Tuesday, January 19, 2010

Duke Part II

Scott and I took Sam down to NC this past Monday for his second stem cell infusion at Duke. We are actually in the out patient suite now where Sam just received his second batch of stem cells. The entire experience seems less surreal than it did the first time we came down. Maybe because we've done it already or maybe because we are not as hopeful as we once were. A year and a half ago the possibilities for Sam's future development seemed so bright. He was not even 2 years old and we were still expecting that Sam would eat, walk, talk... Obviously we still hope that Sam can one day achieve all of the things that we probably take for granted, but as time moves along the inevitable continues to haunt us every single day.

We are hopeful that Sam will progress. He definitely has made some significant gains, but he still has such a long way to go. We pray that these cells will continue to give him what he needs to make his body work better.

In the meantime he got his smile back! At this point I really cannot ask for more!

Monday, January 11, 2010

Where Did Your Smile Go???

Sam has not been himself for over a month now. He has been teething. He's been sick. He seems just overall weaker and disconnected. I can count on one hand the number of times he's smiled in the past month. Sam has also been whimpering a ton and just has this general "I give up" look on his face. We have taken him to every doctor. He has been poked prodded, bloods have been drawn twice... I want my baby back.

Next week we go to Duke for the rest of his stem cell infusion. I should be more excited but its hard for me to feel hopeful and excitement when all I feel is fear and anxiety.

Thursday, December 10, 2009


Duke is a definite. We are taking Sam down there in the middle of January. We would really appreciate every one's thoughts and prayers that all goes smoothly. Sam needs to be healthy, healthy, healthy in order for him to receive another re-infusion of stem cells so please pray for his health. I have a lot of different thoughts and feelings about this. I just hope that this re-infusion brings Sam to a better place in his development. We have seen a lot of progress since his first re-infusion; however, the jury is still out if it is the stem cells or all of the therapy he has been getting. I can get into specifics another time. Thanks so much for continuing to stop in. I know I have not been the best updater lately :).

Monday, December 7, 2009


Where to begin. Hmmmmmmmmmmmm...

Since I last posted we had a tough run in with Sam's feedings again. We changed his feedings to increase his caloric content and nutritional value. Needless to say it did not work and Sam was in a bad way for about a month. Because of his intolerance to the new formula he vomited a lot. At one point he vomited on his bus on the way home from school, aspirated, lost conciousness, and needed to be rushed to the hospital.

We are in a much better place now with Sam. He is doing amazing in school.

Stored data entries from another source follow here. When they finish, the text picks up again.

//! Window registry
//!
//! Maps logical window identity to its [`SyncRecord`] behind one lock. Every
//! access is a short critical section: callers copy out what they need, drop
//! the lock, talk to the host, then write back. A reverse index resolves host
//! handles carried by inbound notifications.

use crate::client::WindowId;
use crate::error::SyncError;
use crate::host::HostWindowId;
use crate::record::SyncRecord;
use log::trace;
use parking_lot::Mutex;
use std::collections::HashMap;

#[derive(Debug, Default)]
struct RegistryInner {
    records: HashMap<WindowId, SyncRecord>,
    by_host: HashMap<HostWindowId, WindowId>,
}

/// Thread-safe table of sync records.
#[derive(Debug, Default)]
pub struct Registry {
    inner: Mutex<RegistryInner>,
}

impl Registry {
    pub fn new() -> Self {
        Self::default()
    }

    /// Adds a record; a second record for the same window is refused
    pub fn insert(&self, record: SyncRecord) -> Result<(), SyncError> {
        let mut inner = self.inner.lock();
        if inner.records.contains_key(&record.id) {
            return Err(SyncError::AlreadyRegistered(record.id));
        }
        if let Some(host) = record.host {
            inner.by_host.insert(host, record.id);
        }
        trace!("registered {}", record.id);
        inner.records.insert(record.id, record);
        Ok(())
    }

    pub fn remove(&self, id: WindowId) -> Option<SyncRecord> {
        let mut inner = self.inner.lock();
        let record = inner.records.remove(&id)?;
        if let Some(host) = record.host {
            inner.by_host.remove(&host);
        }
        trace!("unregistered {}", id);
        Some(record)
    }

    pub fn contains(&self, id: WindowId) -> bool {
        self.inner.lock().records.contains_key(&id)
    }

    /// Copy of the record, detached from the registry
    pub fn snapshot(&self, id: WindowId) -> Option<SyncRecord> {
        self.inner.lock().records.get(&id).cloned()
    }

    /// Runs `f` on the record under the lock.
    ///
    /// `f` must not call out to the host or the client model.
    pub fn update<R>(&self, id: WindowId, f: impl FnOnce(&mut SyncRecord) -> R) -> Option<R> {
        let mut guard = self.inner.lock();
        let inner = &mut *guard;
        let record = inner.records.get_mut(&id)?;
        let before = record.host;
        let result = f(record);
        let after = record.host;
        if before != after {
            if let Some(host) = before {
                inner.by_host.remove(&host);
            }
            if let Some(host) = after {
                inner.by_host.insert(host, id);
            }
        }
        Some(result)
    }

    /// Runs `f` on every record under the lock
    pub fn for_each_mut(&self, mut f: impl FnMut(&mut SyncRecord)) {
        let mut inner = self.inner.lock();
        for record in inner.records.values_mut() {
            f(record);
        }
    }

    /// Resolves a host handle to the logical window it backs
    pub fn find_by_host(&self, host: HostWindowId) -> Option<WindowId> {
        self.inner.lock().by_host.get(&host).copied()
    }

    /// Host handle of a window, optionally only if it is on screen
    pub fn host_window(&self, id: WindowId, require_on_screen: bool) -> Option<HostWindowId> {
        let inner = self.inner.lock();
        let record = inner.records.get(&id)?;
        if require_on_screen && !record.on_screen() {
            return None;
        }
        record.host
    }

    pub fn ids(&self) -> Vec<WindowId> {
        let mut ids: Vec<_> = self.inner.lock().records.keys().copied().collect();
        ids.sort();
        ids
    }

    pub fn len(&self) -> usize {
        self.inner.lock().records.len()
    }

    pub fn is_empty(&self) -> bool {
        self.inner.lock().records.is_empty()
    }
}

He is talking using a computer, walking using a special walker, and all of the girls love him in his class (he's the only boy). You know that they say...pimpin ain't easy!

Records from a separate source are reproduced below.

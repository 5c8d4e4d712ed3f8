//! # winsync
//!
//! Keeps a client-side window model (a tree of logical windows with styles,
//! rectangles, regions and layered attributes) in agreement with a host
//! window system that owns the real on-screen windows.
//!
//! ## Architecture
//!
//! - `sync`: the [`WindowSynchronizer`] and the driver operations the client
//!   model calls (position changes, style, region, layered attributes, text)
//! - `dispatch`: host notifications and the per-thread current-event marker
//!   that stops host-originated changes from being echoed back
//! - `translate`: style to host features, rect translation, frame limits
//! - `shape`, `opacity`, `surface`: window shape, transparency and
//!   back-buffers
//! - `zorder`, `focus`: stacking, visibility, focus and activation
//! - `resize`: host queries during interactive resizes, title-bar drags
//! - `session`: quit requests fanned out as end-session queries
//! - `host`, `client`: the two seams, as traits
//! - `testing`: recording in-memory implementations of both seams
//!
//! ## Usage
//!
//! ```rust
//! use winsync::testing::{harness, WindowSpec};
//! use winsync::{Rect, SyncConfig};
//!
//! let h = harness(SyncConfig::default());
//! let window = h.open(WindowSpec::new(Rect::new(100, 100, 500, 400)));
//!
//! let host = h.host_of(window).expect("top-level windows get a host window");
//! assert!(h.host.is_visible(host));
//! ```

pub mod client;
pub mod config;
pub mod dispatch;
pub mod error;
pub mod focus;
pub mod geometry;
pub mod host;
pub mod logging;
pub mod opacity;
pub mod record;
pub mod registry;
pub mod resize;
pub mod session;
pub mod shape;
pub mod stack;
pub mod style;
pub mod surface;
pub mod sync;
pub mod testing;
pub mod translate;
pub mod zorder;

// Re-export main types for easy access
pub use client::{ClientMessage, ClientWindowModel, PosChange, WindowId, WindowPosSink};
pub use config::SyncConfig;
pub use dispatch::{EventKind, HostEvent};
pub use resize::HostQuery;
pub use error::{HostError, SyncError};
pub use geometry::{Insets, Rect, Size};
pub use host::{HostWindowId, HostWindowSystem, Placement, ShapeMask, WindowFeatures};
pub use opacity::{ColorKey, LayeredAttributes};
pub use record::SyncRecord;
pub use session::{QuitPhase, QuitReason};
pub use shape::{Region, RegionSource};
pub use style::{ExtendedStyle, PosFlags, StyleChange, WindowStyle};
pub use surface::Surface;
pub use sync::WindowSynchronizer;

// Re-export common error types
pub use anyhow::{Context, Error, Result};

/// Version information for winsync
pub const VERSION: &str = env!("CARGO_PKG_VERSION");
pub const DESCRIPTION: &str = env!("CARGO_PKG_DESCRIPTION");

Judah is a Buddah. He is almost six months and weighs about 20 pounds. He is holding his own bottle, pushing up on all fours, crawling backwards and can sit by himself. Go figure... He is a happy little guy that just loves his big brother.

Scott's doing well. He just had someone put in storage units into the garage so he is as happy as can be. He has been organizing ever since. The OCD has kicked in overdrive. Personally I'd rather have light fixtures in my kitchen and dining room... Oh well, pick and choose Carrie, pick and choose.

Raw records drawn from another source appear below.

//! Window synchronizer
//!
//! [`WindowSynchronizer`] owns the registry of sync records and is the entry
//! point for both directions of traffic:
//!
//! - the client model calls the driver operations here (`window_pos_changing`,
//!   `window_pos_changed`, `set_window_style`, ...) and they flow down to host
//!   commands through the translator and the shape, opacity, z-order and
//!   surface components
//! - host notifications enter through [`WindowSynchronizer::handle_event`]
//!   (see [`crate::dispatch`]) and flow up as logical messages
//!
//! Every operation follows the same locking discipline: copy what is needed
//! out of the registry, release the lock, talk to the host or the client,
//! then write back only the fields that changed. Client calls may re-enter
//! the synchronizer on the same thread, so a stale copy is never written
//! back as a whole.

use crate::client::{root_of, ClientWindowModel, PosChange, WindowId, WindowPosSink};
use crate::config::SyncConfig;
use crate::dispatch::{is_processing_geometry_event, CurrentEventGuard, EventKind};
use crate::error::SyncError;
use crate::focus::ActivationBridge;
use crate::geometry::Rect;
use crate::host::{HostWindowId, HostWindowSystem};
use crate::opacity::LayeredAttributes;
use crate::record::{Presence, SyncRecord, TransparencyMode};
use crate::registry::Registry;
use crate::session::QuitSession;
use crate::shape::RegionSource;
use crate::style::{ExtendedStyle, PosFlags, StyleChange, WindowStyle};
use crate::surface::Surface;
use crate::translate::{self, FrameStyle, Translator};
use log::{debug, info, trace, warn};
use parking_lot::{Mutex, RwLock};
use std::sync::Arc;
use std::time::Duration;

/// Keeps a client window model and a host window system in agreement.
pub struct WindowSynchronizer<H, C> {
    pub(crate) host: Arc<H>,
    pub(crate) client: Arc<C>,
    pub(crate) registry: Registry,
    pub(crate) config: SyncConfig,
    pub(crate) translator: Translator,
    pub(crate) activation: ActivationBridge,
    /// Union of all displays, refreshed on display changes
    pub(crate) desktop: RwLock<Rect>,
    pub(crate) quit: Mutex<Option<Arc<QuitSession<H, C>>>>,
}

I am working, working, working, and working. By the way did I mention that I was working. I am happy to be working again. It is very difficult to balance everything but I think I have the swing of things at the moment. I am doing some hours at a local hospital, seeing private patients, and teaching grad classes again. I am almost done with this semester and in 2 weeks I do another semester.

On a side note... Scott touched base with Duke and it looks like we are going back down there in January to use the rest of Sam's stem cells. Apparently there is a high correlation between the amount of cells one uses and an increase in progress. They suggested that we go down there so it looks like we are headed there next month.